(Data provided begins)
// SPDX-License-Identifier: MIT OR Apache-2.0
//! Node definitions for the graph framework.

use crate::port::{Port, PortId};
use serde::{Deserialize, Serialize};
use uuid::Uuid;

/// Unique identifier for a node
#[derive(Debug, Clone, Copy, PartialEq, Eq, Hash, Serialize, Deserialize)]
pub struct NodeId(pub Uuid);

impl NodeId {
    /// Create a new random node ID
    pub fn new() -> Self {
        Self(Uuid::new_v4())
    }
}

impl Default for NodeId {
    fn default() -> Self {
        Self::new()
    }
}

/// Node type category
#[derive(Debug, Clone, Copy, PartialEq, Eq, Serialize, Deserialize)]
pub enum NodeCategory {
    /// Event entry points
    Event,
    /// Component reflection access
    Reflection,
    /// Utility nodes
    Utility,
}

/// Node type definition
#[derive(Debug, Clone, Serialize, Deserialize)]
pub struct NodeType {
    /// Unique type identifier
    pub id: String,
    /// Display name
    pub name: String,
    /// Category
    pub category: NodeCategory,
    /// Description
    pub description: String,
    /// Default input ports
    pub inputs: Vec<Port>,
    /// Default output ports
    pub outputs: Vec<Port>,
}

/// A node instance in the graph
#[derive(Debug, Clone, Serialize, Deserialize)]
pub struct Node {
    /// Unique instance ID
    pub id: NodeId,
    /// Node type ID
    pub node_type: String,
    /// Display name (can be customized)
    pub name: String,
    /// Position in the graph UI
    pub position: [f32; 2],
    /// Input ports
    pub inputs: Vec<Port>,
    /// Output ports
    pub outputs: Vec<Port>,
}

impl Node {
    /// Create a new node from a type definition.
    ///
    /// Every instance gets its own port IDs.
    pub fn new(node_type: &NodeType) -> Self {
        let instantiate = |ports: &[Port]| -> Vec<Port> {
            ports
                .iter()
                .map(|p| p.clone().with_id(PortId::new()))
                .collect()
        };

        Self {
            id: NodeId::new(),
            node_type: node_type.id.clone(),
            name: node_type.name.clone(),
            position: [0.0, 0.0],
            inputs: instantiate(&node_type.inputs),
            outputs: instantiate(&node_type.outputs),
        }
    }

    /// Get a port by ID
    pub fn port(&self, port_id: &PortId) -> Option<&Port> {
        self.ports().find(|p| p.id == *port_id)
    }

    /// Get a mutable port by ID
    pub fn port_mut(&mut self, port_id: &PortId) -> Option<&mut Port> {
        self.inputs
            .iter_mut()
            .chain(self.outputs.iter_mut())
            .find(|p| p.id == *port_id)
    }

    /// Get an input port by name
    pub fn input_named(&self, name: &str) -> Option<&Port> {
        self.inputs.iter().find(|p| p.name == name)
    }

    /// Get an output port by name
    pub fn output_named(&self, name: &str) -> Option<&Port> {
        self.outputs.iter().find(|p| p.name == name)
    }

    /// Get all ports
    pub fn ports(&self) -> impl Iterator<Item = &Port> {
        self.inputs.iter().chain(self.outputs.iter())
    }
}

/// Registry of available node types
pub struct NodeRegistry {
    /// Registered node types by ID
    types: indexmap::IndexMap<String, NodeType>,
}

impl NodeRegistry {
    /// Create a new empty registry
    pub fn new() -> Self {
        Self {
            types: indexmap::IndexMap::new(),
        }
    }

    /// Register a node type
    pub fn register(&mut self, node_type: NodeType) {
        self.types.insert(node_type.id.clone(), node_type);
    }

    /// Get a node type by ID
    pub fn get(&self, id: &str) -> Option<&NodeType> {
        self.types.get(id)
    }

    /// Get all registered types
    pub fn types(&self) -> impl Iterator<Item = &NodeType> {
        self.types.values()
    }

    /// Get types by category
    pub fn types_in_category(&self, category: NodeCategory) -> impl Iterator<Item = &NodeType> {
        self.types.values().filter(move |t| t.category == category)
    }

    /// Create a node from a type ID
    pub fn create_node(&self, type_id: &str) -> Option<Node> {
        self.get(type_id).map(Node::new)
    }
}

impl Default for NodeRegistry {
    fn default() -> Self {
        Self::new()
    }
}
(Data provided ends)
*Task objective*: Output exactly the span of lines beginning at the first line of the records and ending at the line that holds "identifier for a node", inclusive, with no other text.

*Answer area*:
// SPDX-License-Identifier: MIT OR Apache-2.0
//! Node definitions for the graph framework.

use crate::port::{Port, PortId};
use serde::{Deserialize, Serialize};
use uuid::Uuid;

/// Unique identifier for a node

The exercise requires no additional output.